O ministro Flávio Dino, do Supremo Tribunal Federal, reforçou nesta quinta-feira (19) a proibição do pagamento de valores que ultrapassem o teto constitucional no serviço público e determinou que órgãos federais deixem de criar novas gratificações ou adicionais que permitam superar o limite salarial.
Na decisão, o magistrado também vedou o reconhecimento de novos direitos a pagamentos retroativos que extrapolem o teto. A medida busca conter a prática dos chamados “penduricalhos” — verbas adicionais incorporadas aos contracheques que acabam elevando os vencimentos acima do limite previsto na Constituição.

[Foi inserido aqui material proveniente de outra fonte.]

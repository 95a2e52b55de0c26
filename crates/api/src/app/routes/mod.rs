use axum::{Router, routing::post};

pub mod system;
pub mod transactions;

/// Router for the ledger RPC endpoints.
pub fn router() -> Router {
    Router::new().nest(
        "/v1",
        Router::new()
            .route("/accounts", post(transactions::create_account))
            .route("/transfers", post(transactions::transfer_funds))
            .route("/balance", post(transactions::get_balance))
            .route("/movements", post(transactions::get_movements)),
    )
}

Além de barrar novos mecanismos de ampliação salarial, o ministro determinou que haja transparência total das verbas remuneratórias no prazo de até 60 dias. A exigência inclui a divulgação clara e detalhada de todas as parcelas pagas aos servidores, permitindo maior controle social e fiscalização.

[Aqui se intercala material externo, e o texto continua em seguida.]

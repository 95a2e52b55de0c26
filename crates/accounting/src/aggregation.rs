//! Balance and history shaping over engine records.
//!
//! Transfers credit the sender and debit the receiver, so the current
//! balance of every account is `debits_posted − credits_posted`. A customer
//! that has only sent funds shows a negative balance.

use std::collections::{HashMap, HashSet};

use ledgergate_core::{DisplayClock, DisplayName, EngineKey, TransferId};

use crate::engine::{Account, AccountBalance, Transfer};
use crate::error::{GatewayError, GatewayResult};

/// Posted totals of one balance record, named from the account holder's view.
#[derive(Debug, Clone, Copy, PartialEq, Eq)]
pub struct BalancePoint {
    /// Debits posted (money received).
    pub income: u128,
    /// Credits posted (money sent).
    pub outcome: u128,
}

impl From<&AccountBalance> for BalancePoint {
    fn from(record: &AccountBalance) -> Self {
        Self {
            income: record.debits_posted,
            outcome: record.credits_posted,
        }
    }
}

#[derive(Debug, Clone, PartialEq, Eq)]
pub struct BalanceSummary {
    pub current: i128,
    /// Records in the order the engine returned them.
    pub points: Vec<BalancePoint>,
}

/// `debits − credits`, saturating at the `i128` range.
pub fn signed_balance(debits_posted: u128, credits_posted: u128) -> i128 {
    if debits_posted >= credits_posted {
        i128::try_from(debits_posted - credits_posted).unwrap_or(i128::MAX)
    } else {
        i128::try_from(credits_posted - debits_posted)
            .map(|v| -v)
            .unwrap_or(i128::MIN)
    }
}

/// Current balance from the most recent record in the window.
///
/// An empty window is a zero balance, not an error.
pub fn summarize_balances(records: &[AccountBalance]) -> BalanceSummary {
    let current = records
        .iter()
        .max_by_key(|r| r.timestamp)
        .map(|r| signed_balance(r.debits_posted, r.credits_posted))
        .unwrap_or(0);

    BalanceSummary {
        current,
        points: records.iter().map(BalancePoint::from).collect(),
    }
}

/// A transfer with both counterparties' display names resolved.
#[derive(Debug, Clone, PartialEq, Eq)]
pub struct Movement {
    pub transfer_id: TransferId,
    /// Credited account (the sender).
    pub from_username: String,
    /// Debited account (the receiver).
    pub to_username: String,
    pub amount: u128,
    /// Submission clock in the display timezone.
    pub timestamp: String,
}

/// Distinct accounts referenced by `transfers`, in first-seen order.
pub fn counterparty_keys(transfers: &[Transfer]) -> Vec<EngineKey> {
    let mut seen = HashSet::new();
    transfers
        .iter()
        .flat_map(|t| [t.credit_account_id, t.debit_account_id])
        .filter(|key| seen.insert(*key))
        .collect()
}

/// Join transfers with looked-up accounts.
///
/// All-or-nothing: if any counterparty is missing, no movements are returned.
pub fn enrich_transfers(
    transfers: &[Transfer],
    accounts: &[Account],
    clock: &DisplayClock,
) -> GatewayResult<Vec<Movement>> {
    let names: HashMap<EngineKey, String> = accounts
        .iter()
        .map(|a| (a.id, DisplayName::decode_engine_field(a.user_data_128)))
        .collect();

    transfers
        .iter()
        .map(|t| {
            let transfer_id = TransferId::from_engine_key(t.id);
            let resolve = |account: EngineKey| {
                names
                    .get(&account)
                    .cloned()
                    .ok_or(GatewayError::UnresolvedCounterparty {
                        transfer_id,
                        account,
                    })
            };

            Ok(Movement {
                transfer_id,
                from_username: resolve(t.credit_account_id)?,
                to_username: resolve(t.debit_account_id)?,
                amount: t.amount,
                timestamp: clock.format_micros(t.user_data_64),
            })
        })
        .collect()
}

#[cfg(test)]
mod tests {
    use super::*;
    use crate::engine::AccountKind;

    fn account(id: u128, name: &str) -> Account {
        let mut a = Account::new(EngineKey::from_u128(id), 1, 1, AccountKind::Customer.flags());
        a.user_data_128 = DisplayName::parse(name).unwrap().to_engine_field();
        a
    }

    fn transfer(id: u128, from: u128, to: u128, amount: u128) -> Transfer {
        Transfer {
            id: EngineKey::from_u128(id),
            debit_account_id: EngineKey::from_u128(to),
            credit_account_id: EngineKey::from_u128(from),
            amount,
            user_data_128: 0,
            user_data_64: 1_704_087_000_000_000,
            ledger: 1,
            code: 1,
            timestamp: 1,
        }
    }

    fn record(timestamp: u64, debits: u128, credits: u128) -> AccountBalance {
        AccountBalance {
            timestamp,
            debits_posted: debits,
            credits_posted: credits,
        }
    }

    #[test]
    fn empty_window_is_zero_balance() {
        let summary = summarize_balances(&[]);
        assert_eq!(summary.current, 0);
        assert!(summary.points.is_empty());
    }

    #[test]
    fn current_balance_uses_most_recent_record() {
        // Newest first, as the engine returns them with `reversed`.
        let records = [record(30, 300, 1_000), record(20, 0, 1_000), record(10, 0, 0)];
        let summary = summarize_balances(&records);

        assert_eq!(summary.current, -700);
        assert_eq!(
            summary.points[0],
            BalancePoint {
                income: 300,
                outcome: 1_000
            }
        );
        assert_eq!(summary.points.len(), 3);
    }

    #[test]
    fn sender_balance_is_negative() {
        assert_eq!(signed_balance(0, 500), -500);
        assert_eq!(signed_balance(500, 0), 500);
    }

    #[test]
    fn signed_balance_saturates() {
        assert_eq!(signed_balance(u128::MAX, 0), i128::MAX);
        assert_eq!(signed_balance(0, u128::MAX), i128::MIN);
        assert_eq!(signed_balance(0, 1u128 << 127), i128::MIN);
    }

    #[test]
    fn counterparties_are_deduplicated() {
        let transfers = [transfer(1, 10, 20, 5), transfer(2, 20, 10, 5), transfer(3, 10, 30, 5)];
        let keys = counterparty_keys(&transfers);
        assert_eq!(
            keys,
            vec![
                EngineKey::from_u128(10),
                EngineKey::from_u128(20),
                EngineKey::from_u128(30)
            ]
        );
    }

    #[test]
    fn enrichment_resolves_both_sides() {
        let movements = enrich_transfers(
            &[transfer(1, 10, 20, 500)],
            &[account(10, "alice"), account(20, "bank")],
            &DisplayClock::default(),
        )
        .unwrap();

        assert_eq!(movements.len(), 1);
        assert_eq!(movements[0].from_username, "alice");
        assert_eq!(movements[0].to_username, "bank");
        assert_eq!(movements[0].amount, 500);
        assert_eq!(movements[0].timestamp, "2024-01-01 00:30");
    }

    #[test]
    fn enrichment_is_all_or_nothing() {
        let transfers = [transfer(1, 10, 20, 5), transfer(2, 10, 30, 5), transfer(3, 20, 10, 5)];
        let err = enrich_transfers(
            &transfers,
            &[account(10, "alice"), account(20, "bank")],
            &DisplayClock::default(),
        )
        .unwrap_err();

        assert_eq!(
            err,
            GatewayError::UnresolvedCounterparty {
                transfer_id: TransferId::from_engine_key(EngineKey::from_u128(2)),
                account: EngineKey::from_u128(30),
            }
        );
    }
}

Segundo Dino, não é razoável que o Supremo precise julgar, individualmente, milhares de processos relacionados a gratificações criadas sem base legal clara. Para ele, a multiplicação dessas vantagens gera distorções remuneratórias e compromete a uniformidade na aplicação do teto constitucional.
O teto do funcionalismo público corresponde ao subsídio dos ministros do STF, servindo como limite máximo para os salários na administração pública. A decisão reforça o entendimento de que mecanismos que elevem a remuneração acima desse patamar afrontam a Constituição.
Com a determinação, órgãos federais ficam proibidos de instituir novas gratificações, adicionais ou qualquer forma de compensação que resulte em vencimentos superiores ao teto, mesmo que sob justificativa administrativa.
A medida é vista como um passo importante no debate sobre responsabilidade fiscal, moralidade administrativa e igualdade no serviço público, temas que vêm ganhando destaque nas discussões sobre a gestão dos recursos públicos no país.